# Happy Birthday to Kitzel!



## edelweiss (Apr 23, 2010)

Today my precious little guy turns 8---is that really possible? I can see that he is aging and I want to stop the clock. He has been my constant companion since we first met in Hungary---and I still remember crying when I first saw him---tears of joy! He is a gentle soul with eyes that communicate what is in his heart, and while he doesn't talk I understand what he is saying. . . and I know he understands what I am thinking. He & Lisi have made their peace & she adores him, eventhough he did not want her in his life. We are so blessed! 
So. . . 
artytime:arty:arty:arty: Happy Birthday sweet boy---I love you so very, very much! :wub:


----------



## wkomorow (Aug 26, 2011)

Happy birthday dear boy - hope you get lots of ice cream - well as least some - today.

In the second picture, he bears a striking resemblance to Tyler. In the first he looks more like Luck. The many faces of our little K-man.


----------



## Madison's Mom (Dec 26, 2007)

HAPPY BIRTHDAY SWEET KITZEL! Enjoy your special day! 

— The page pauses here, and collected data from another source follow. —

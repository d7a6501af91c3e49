//! Test doubles for the repository traits

use anyhow::Result;
use async_trait::async_trait;
use bytes::Bytes;
use futures::stream::{self, StreamExt};
use std::sync::{Arc, Mutex};
use triage_client::{ClientError, ModelResponse};
use triage_core::dto::model::InferenceRequest;

use crate::repository::{ComputeRepository, InMemoryLedger, KnowledgeRepository, ModelRepository};
use crate::service::{AnalysisService, KnowledgeLoader, RemediationService, TriagePipeline};
use triage_core::dto::model::InferenceParameters;

pub const TARGET_INSTANCE: &str = "i-0123456789abcdef0";

/// Knowledge store that either serves a fixed document or is unreachable
pub struct StaticKnowledge {
    document: Option<Vec<u8>>,
}

impl StaticKnowledge {
    pub fn serving(document: &str) -> Self {
        Self {
            document: Some(document.as_bytes().to_vec()),
        }
    }

    pub fn unavailable() -> Self {
        Self { document: None }
    }
}

#[async_trait]
impl KnowledgeRepository for StaticKnowledge {
    async fn fetch_document(&self, container: &str, key: &str) -> Result<Vec<u8>> {
        self.document
            .clone()
            .ok_or_else(|| anyhow::anyhow!("{}/{}: access denied", container, key))
    }
}

/// What the fake model answers with
#[derive(Clone)]
pub enum Reply {
    Payload(String),
    Chunks(Vec<String>),
    ChunksThenError(Vec<String>, String),
    Unavailable,
    /// Never answers
    Stalled,
}

/// Model that replays a scripted reply and records every request
pub struct ScriptedModel {
    reply: Reply,
    requests: Mutex<Vec<InferenceRequest>>,
}

impl ScriptedModel {
    pub fn new(reply: Reply) -> Self {
        Self {
            reply,
            requests: Mutex::new(Vec::new()),
        }
    }

    pub fn requests(&self) -> Vec<InferenceRequest> {
        self.requests.lock().unwrap().clone()
    }
}

fn chunk_items(chunks: &[String]) -> Vec<triage_client::Result<Bytes>> {
    chunks
        .iter()
        .map(|chunk| Ok(Bytes::from(chunk.clone())))
        .collect()
}

#[async_trait]
impl ModelRepository for ScriptedModel {
    async fn invoke(&self, _model_id: &str, request: &InferenceRequest) -> Result<ModelResponse> {
        self.requests.lock().unwrap().push(request.clone());

        match &self.reply {
            Reply::Payload(text) => Ok(ModelResponse::Payload(Bytes::from(text.clone()))),
            Reply::Chunks(chunks) => Ok(ModelResponse::Stream(
                stream::iter(chunk_items(chunks)).boxed(),
            )),
            Reply::ChunksThenError(chunks, message) => {
                let mut items = chunk_items(chunks);
                items.push(Err(ClientError::Stream(message.clone())));
                Ok(ModelResponse::Stream(stream::iter(items).boxed()))
            }
            Reply::Unavailable => anyhow::bail!("model endpoint unreachable"),
            Reply::Stalled => futures::future::pending().await,
        }
    }
}

/// Compute control plane that records terminate calls
#[derive(Default)]
pub struct RecordingCompute {
    terminated: Mutex<Vec<String>>,
    failing: bool,
    stalled: bool,
}

impl RecordingCompute {
    pub fn failing() -> Self {
        Self {
            failing: true,
            ..Self::default()
        }
    }

    /// Records the call, then never answers
    pub fn stalled() -> Self {
        Self {
            stalled: true,
            ..Self::default()
        }
    }

    pub fn terminated(&self) -> Vec<String> {
        self.terminated.lock().unwrap().clone()
    }
}

#[async_trait]
impl ComputeRepository for RecordingCompute {
    async fn terminate_instance(&self, instance_id: &str) -> Result<()> {
        self.terminated.lock().unwrap().push(instance_id.to_string());
        if self.stalled {
            futures::future::pending::<()>().await;
        }
        if self.failing {
            anyhow::bail!("RequestLimitExceeded");
        }
        Ok(())
    }
}

/// A pipeline wired to fakes, with handles kept for assertions
pub struct Harness {
    pub pipeline: Arc<TriagePipeline>,
    pub model: Arc<ScriptedModel>,
    pub compute: Arc<RecordingCompute>,
    pub ledger: InMemoryLedger,
}

impl Harness {
    pub fn new(knowledge: StaticKnowledge, reply: Reply) -> Self {
        Self::with_compute(knowledge, reply, RecordingCompute::default())
    }

    pub fn with_compute(knowledge: StaticKnowledge, reply: Reply, compute: RecordingCompute) -> Self {
        let model = Arc::new(ScriptedModel::new(reply));
        let compute = Arc::new(compute);
        let ledger = InMemoryLedger::new();

        let pipeline = Arc::new(TriagePipeline::new(
            KnowledgeLoader::new(Arc::new(knowledge), "kb-bucket", "knowledge_base.json"),
            AnalysisService::new(model.clone(), "test-model", InferenceParameters::default()),
            RemediationService::new(compute.clone(), Arc::new(ledger.clone()), TARGET_INSTANCE),
        ));

        Self {
            pipeline,
            model,
            compute,
            ledger,
        }
    }
}
//! Prompt construction
//!
//! Combines a decoded batch and the knowledge base into a single instruction
//! for the reasoning model. Pure: the same inputs always give the same text.

use crate::domain::knowledge::KnowledgeBase;
use crate::domain::log::LogBatch;

/// Inference prompt text
#[derive(Debug, Clone, PartialEq, Eq)]
pub struct Prompt(String);

impl Prompt {
    pub fn build(batch: &LogBatch, knowledge: &KnowledgeBase) -> Self {
        let logs = batch.joined_messages();
        let knowledge = knowledge.to_json();

        Self(format!(
            "\n\nHuman: The following are logs from a system:\n\
             Logs: {logs}\n\
             \n\
             Use the knowledge base below to analyze the logs and recommend actions:\n\
             Knowledge Base: {knowledge}\n\
             \n\
             Respond with the severity of the issue and recommended action.\n\
             \n\
             \n\nAssistant:"
        ))
    }

    /// Wraps already-rendered text
    pub fn from_text(text: impl Into<String>) -> Self {
        Self(text.into())
    }

    pub fn as_str(&self) -> &str {
        &self.0
    }
}
use sqlx::{PgPool, postgres::PgPoolOptions};
use std::time::Duration;

pub async fn create_pool(database_url: &str) -> Result<PgPool, sqlx::Error> {
    PgPoolOptions::new()
        .max_connections(5)
        .acquire_timeout(Duration::from_secs(5))
        .connect(database_url)
        .await
}

pub async fn run_migrations(pool: &PgPool) -> Result<(), sqlx::Error> {
    sqlx::query(
        r#"
        CREATE TABLE IF NOT EXISTS remediation_ledger (
            batch_key CHAR(64) NOT NULL,
            resource_id VARCHAR(255) NOT NULL,
            claimed_at TIMESTAMPTZ NOT NULL,
            PRIMARY KEY (batch_key, resource_id)
        )
        "#,
    )
    .execute(pool)
    .await?;

    sqlx::query(
        "CREATE INDEX IF NOT EXISTS idx_remediation_ledger_claimed_at ON remediation_ledger(claimed_at DESC)",
    )
    .execute(pool)
    .await?;

    tracing::info!("Database migrations completed successfully");
    Ok(())
}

Madison, Axel and Paxton are going to celebrate with you!


----------



## jane and addison (Nov 1, 2012)

Happy Birthday Kitzel from Belle and Petey. Enjoy your day. Hugs


----------



## Snuggle's Mom (Jan 3, 2008)

Wishing kitzel a very happy 8th birthday from chrissy!!


----------



## maggie's mommy (Mar 12, 2006)

Happy Birthday sweet Kitzel. Your Mommy loves you so much and I just know she will make this day extra special for you (if that's even possible since I know she makes every day special!).


----------



## Snowball Pie's Mommi (Oct 16, 2008)

:cheer:Happy 8th Birthday sweet Kitzel.:cheer:

Auntie Marie and Snowball send you lots of love and hugs.:wub:


----------



## Aviannah's Mom (Apr 28, 2017)

arty: Happy birthday handsome and sweet Kitzel! :wub: I hope your day is wonderful. arty:


----------



## sherry (Jan 4, 2013)

:chili::chili::chili::celebrate - firewor:celebrate - firewor:celebrate - fireworHAPPY BIRTHDAY KITZI!:celebrate - firewor:celebrate - firewor:chili::chili::chili:


----------



## Piccolina (Dec 25, 2009)

K............know how much Mommy loves you ?:heart:

I.............if she could, she would have 10 of you

T.............today is YOUR special day:you rock:

Z............Zillion of kisssis to you:hugging:

E............Eight already? You look M A H V E L L O U S:woohoo2:

L............Lisi and all of us sing together: HAPPY BIRTHDAY TO YOU:dothewave:




.


----------



## edelweiss (Apr 23, 2010)

Beautiful sentiments for which Kitzi & his mom thank you one & all. :ThankYou::ThankYou:

One of the pups threw up in my bed last night & I have no idea which one. I was in a deep sleep due to taking 4 Ibuprofen before going to bed (doctor's orders for occipital neuritis). I think it was Lisi since she wasn't feeling well the night before, but not sure. So, all to say, no celebrating today---will postpone until Dwt. returns! Hopefully we will take a birthday nap this afternoon. :innocent:


----------



## pippersmom (May 21, 2012)

*Happy Birthday little man.*


----------



## Maglily (Feb 3, 2009)

Happy Birthday sweet Kitzel! we love you :wub:


----------



## Matilda's mommy (Jun 1, 2005)

HAPPY BIRTHDAY handsome little Kitzel:wub:

You are so loved, auntie is so glad your in my life, I can see in the first picture what your mommy is saying, my Matilda spoke with her eyes, and in the first picture you precious boy remind me of my little angel. 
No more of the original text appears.